====== Input records ======

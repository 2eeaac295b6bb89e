//! Command implementations

use std::path::Path;
use std::time::Duration;

use anyhow::{bail, Context, Result};
use serde::Serialize;
use tracing::{info, warn};

use crate::adapters::project_file::{self, ProjectDocument, ProjectFormat};
use crate::app::container::{AppContainer, DefaultAppContainer};
use crate::cli::args::{CleanArgs, EditArgs, ExportArgs, InspectArgs, MapArgs, NewArgs};
use crate::cli::{Cli, Commands};
use crate::config::CutlistConfig;
use crate::domain::mapper;
use crate::domain::model::{MediaProbe, Project, SourceId, StreamKind, TimeSpec, Timeline};
use crate::engine::CancelToken;
use crate::planner::transitions::cluster_effects;
use crate::planner::CutPlan;
use crate::utils::{format_duration, format_file_size};
use crate::utils::temp::sweep_stale;

/// Run the parsed command against a fully resolved configuration
pub async fn run(cli: Cli, config: CutlistConfig) -> Result<()> {
    if let Commands::Clean(args) = &cli.command {
        return clean(args, &config);
    }

    let container = DefaultAppContainer::new(config);
    match cli.command {
        Commands::New(args) => new_project(&container, args).await,
        Commands::Edit(args) => edit(&container, args),
        Commands::Inspect(args) => inspect(&container, args).await,
        Commands::Map(args) => map(args),
        Commands::Export(args) => export(&container, args).await,
        Commands::Clean(_) => Ok(()),
    }
}

fn load_project(path: &Path) -> Result<Project> {
    project_file::load(path).with_context(|| format!("Failed to load project {}", path.display()))
}

fn is_project_file(path: &Path) -> bool {
    matches!(
        path.extension()
            .and_then(|ext| ext.to_str())
            .map(|ext| ext.to_ascii_lowercase())
            .as_deref(),
        Some("json") | Some("yaml") | Some("yml")
    )
}

/// Execute the new command
pub async fn new_project(container: &DefaultAppContainer, args: NewArgs) -> Result<()> {
    if args.project.exists() && !args.force {
        bail!(
            "Project {} already exists (use --force to replace it)",
            args.project.display()
        );
    }

    let duration = match args.duration {
        Some(duration) => duration,
        None => {
            let probe = container
                .inspect_interactor()
                .inspect(&args.source)
                .await
                .context("Failed to probe source duration")?;
            probe.duration
        }
    };

    let timeline = Timeline::from_source(SourceId::from(args.source.as_path()), duration)
        .map_err(|e| anyhow::anyhow!("Invalid source: {}", e))?;
    let project = Project::new(timeline);
    project_file::save(&project, &args.project)
        .with_context(|| format!("Failed to save project {}", args.project.display()))?;

    info!(
        "Created {} over {} ({})",
        args.project.display(),
        args.source.display(),
        TimeSpec::from_seconds(duration)
    );
    print_timeline(&project);
    Ok(())
}

/// Execute the edit command
///
/// Operations run in order against one store, so copy/paste and undo work
/// across them. The first rejected operation aborts without saving.
pub fn edit(container: &DefaultAppContainer, args: EditArgs) -> Result<()> {
    let mut lines = args.ops.clone();
    if let Some(script) = &args.script {
        let content = std::fs::read_to_string(script)
            .with_context(|| format!("Failed to read script {}", script.display()))?;
        lines.extend(
            content
                .lines()
                .map(str::trim)
                .filter(|line| !line.is_empty() && !line.starts_with('#'))
                .map(str::to_string),
        );
    }
    if lines.is_empty() {
        bail!("No operations given (use --op or --script)");
    }

    let project = load_project(&args.project)?;
    let mut editor = container.editor(project);

    for (index, line) in lines.iter().enumerate() {
        let outcome = editor.apply_line(line);
        if !outcome.success {
            bail!(
                "Operation {} '{}' rejected: {}; project not saved",
                index + 1,
                line,
                outcome.reason.unwrap_or_default()
            );
        }
    }

    let project = editor.project();
    if args.dry_run {
        info!("Dry run, {} not modified", args.project.display());
    } else {
        project_file::save(&project, &args.project)
            .with_context(|| format!("Failed to save project {}", args.project.display()))?;
        info!("Applied {} operations to {}", lines.len(), args.project.display());
    }
    print_timeline(&project);
    Ok(())
}

#[derive(Debug, Serialize)]
struct ProjectSummary {
    duration: f64,
    segments: usize,
    sources: Vec<SourceId>,
    transitions: usize,
    render_clusters: usize,
    project: ProjectDocument,
}

#[derive(Debug, Serialize)]
struct MediaSummary<'a> {
    probe: &'a MediaProbe,
    #[serde(skip_serializing_if = "Option::is_none")]
    plan: Option<&'a CutPlan>,
}

/// Execute the inspect command
pub async fn inspect(container: &DefaultAppContainer, args: InspectArgs) -> Result<()> {
    if is_project_file(&args.target) {
        if args.plan.is_some() {
            bail!("--plan applies to media files, not projects");
        }
        return inspect_project(container.config(), &args.target, args.json);
    }

    let interactor = container.inspect_interactor();
    let probe = interactor
        .inspect(&args.target)
        .await
        .context("Failed to inspect input file")?;

    let plan = match args.plan.as_deref() {
        Some([start, end]) => Some(
            interactor
                .plan(&args.target, *start, *end)
                .await
                .context("Failed to plan cut")?,
        ),
        Some(_) => bail!("--plan takes START and END"),
        None => None,
    };

    if args.json {
        let summary = MediaSummary {
            probe: &probe,
            plan: plan.as_ref(),
        };
        let json = serde_json::to_string_pretty(&summary).context("Failed to serialize media info to JSON")?;
        println!("{}", json);
    } else {
        display_media_info(&probe);
        if let Some(plan) = &plan {
            display_plan(plan);
        }
    }
    Ok(())
}

fn inspect_project(config: &CutlistConfig, path: &Path, json: bool) -> Result<()> {
    let project = load_project(path)?;
    let duration = project.timeline.total_duration();
    let clusters = cluster_effects(
        &project.transitions,
        duration,
        config.transitions.pad,
        config.transitions.merge_tolerance,
    );

    if json {
        let summary = ProjectSummary {
            duration,
            segments: project.timeline.len(),
            sources: project.timeline.sources(),
            transitions: project.transitions.len(),
            render_clusters: clusters.len(),
            project: ProjectDocument::from_project(&project),
        };
        let json = serde_json::to_string_pretty(&summary).context("Failed to serialize project to JSON")?;
        println!("{}", json);
        return Ok(());
    }

    println!("Project: {} ({:?})", path.display(), ProjectFormat::from_path(path));
    print_timeline(&project);
    if !project.transitions.is_empty() {
        println!("Transitions:");
        for effect in project.sorted_transitions() {
            println!(
                "  {:>12}  {:<12} {:.2}s{}",
                TimeSpec::from_seconds(effect.time).to_string(),
                effect.kind.as_str(),
                effect.duration,
                if effect.use_effect_audio { "  +audio" } else { "" }
            );
        }
        println!("Render clusters:");
        for cluster in &clusters {
            println!(
                "  {} - {}  ({} effects)",
                TimeSpec::from_seconds(cluster.start),
                TimeSpec::from_seconds(cluster.end),
                cluster.effects.len()
            );
        }
    }
    Ok(())
}

/// Execute the map command
pub fn map(args: MapArgs) -> Result<()> {
    let project = load_project(&args.project)?;
    let segments = project.timeline.segments();

    if let Some(at) = args.at {
        match mapper::timeline_to_source(segments, at) {
            Some(position) => println!(
                "{} -> {} @ {:.3}s (segment {})",
                TimeSpec::from_seconds(at),
                position.source,
                position.time,
                position.segment_index
            ),
            None => bail!("Timeline is empty"),
        }
        return Ok(());
    }

    let Some(source_time) = args.source_time else {
        bail!("Either --at or --source-time is required");
    };
    let source = match args.source {
        Some(source) => SourceId::from(source),
        None => project
            .timeline
            .primary_source()
            .cloned()
            .context("Project has no primary source")?,
    };

    if args.nearest {
        let t = mapper::source_to_timeline_nearest(segments, source_time, &source);
        println!("{} @ {:.3}s -> {:.3}s", source, source_time, t);
        return Ok(());
    }

    match mapper::source_to_timeline(segments, source_time, &source) {
        Some(t) => println!("{} @ {:.3}s -> {:.3}s", source, source_time, t),
        None => bail!(
            "{} @ {:.3}s is not on the timeline (use --nearest to snap)",
            source,
            source_time
        ),
    }
    Ok(())
}

/// Execute the export command
pub async fn export(container: &DefaultAppContainer, args: ExportArgs) -> Result<()> {
    let mut project = load_project(&args.project)?;
    if args.no_transitions && !project.transitions.is_empty() {
        info!("Skipping {} transitions", project.transitions.len());
        project.transitions.clear();
    }

    let cancel = CancelToken::new();
    let interrupt = cancel.clone();
    tokio::spawn(async move {
        if tokio::signal::ctrl_c().await.is_ok() {
            warn!("Interrupted, cancelling export");
            interrupt.cancel();
        }
    });

    let outcome = container
        .export_interactor()
        .request_export(&project, &args.out, cancel)
        .await;

    if !outcome.outcome.success {
        bail!(
            "Export failed: {}",
            outcome.outcome.reason.unwrap_or_else(|| "unknown error".to_string())
        );
    }

    if let Some(report) = outcome.report {
        println!(
            "Exported {} ({}, {} segments, {} transition clusters) in {}",
            report.output.display(),
            TimeSpec::from_seconds(report.duration),
            report.segments,
            report.clusters,
            format_duration(report.elapsed)
        );
        if let Ok(meta) = std::fs::metadata(&report.output) {
            println!("Size: {}", format_file_size(meta.len()));
        }
        if report.normalized {
            println!("Note: inputs were normalized before concatenation");
        }
    }
    Ok(())
}

/// Execute the clean command
pub fn clean(args: &CleanArgs, config: &CutlistConfig) -> Result<()> {
    let root = config.export.scratch_root();
    let max_age = Duration::from_secs(args.older_than_hours.saturating_mul(3600));
    let removed = sweep_stale(&root, max_age);
    println!("Removed {} stale scratch directories from {}", removed, root.display());
    Ok(())
}

fn print_timeline(project: &Project) {
    let segments = project.timeline.segments();
    let offsets = mapper::segment_offsets(segments);
    println!(
        "Timeline: {} segments, {}",
        segments.len(),
        TimeSpec::from_seconds(project.timeline.total_duration())
    );
    for (index, (segment, offset)) in segments.iter().zip(offsets).enumerate() {
        println!(
            "  #{:<3} {:>12} - {:<12} <- {} [{:.3} - {:.3}]",
            index,
            TimeSpec::from_seconds(offset).to_string(),
            TimeSpec::from_seconds(offset + segment.duration()).to_string(),
            segment.source,
            segment.start,
            segment.end
        );
    }
}

fn display_media_info(probe: &MediaProbe) {
    println!("File: {}", probe.path.display());
    println!("Duration: {}", TimeSpec::from_seconds(probe.duration));
    println!("Streams:");
    for stream in &probe.streams {
        let detail = match stream.kind {
            StreamKind::Video => match (stream.width, stream.height) {
                (Some(width), Some(height)) => format!("{}x{}", width, height),
                _ => String::new(),
            },
            StreamKind::Audio => stream
                .sample_rate
                .map(|rate| format!("{} Hz", rate))
                .unwrap_or_default(),
            _ => String::new(),
        };
        println!("  #{} {:?} {} {}", stream.index, stream.kind, stream.codec, detail);
    }
}

fn display_plan(plan: &CutPlan) {
    let (start, end) = plan.range();
    println!(
        "Cut plan for {:.3}s - {:.3}s: {} ({:.3}s re-encoded)",
        start,
        end,
        plan.name(),
        plan.reencoded_seconds()
    );
    for part in plan.parts() {
        println!(
            "  {:<5} {:?} {:.3} - {:.3}",
            part.role.as_str(),
            part.mode,
            part.start,
            part.end
        );
    }
}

======

Work order: Count the lines of the listing above that include the word "Commands" and report the number by itself.

Solution to the problem: 8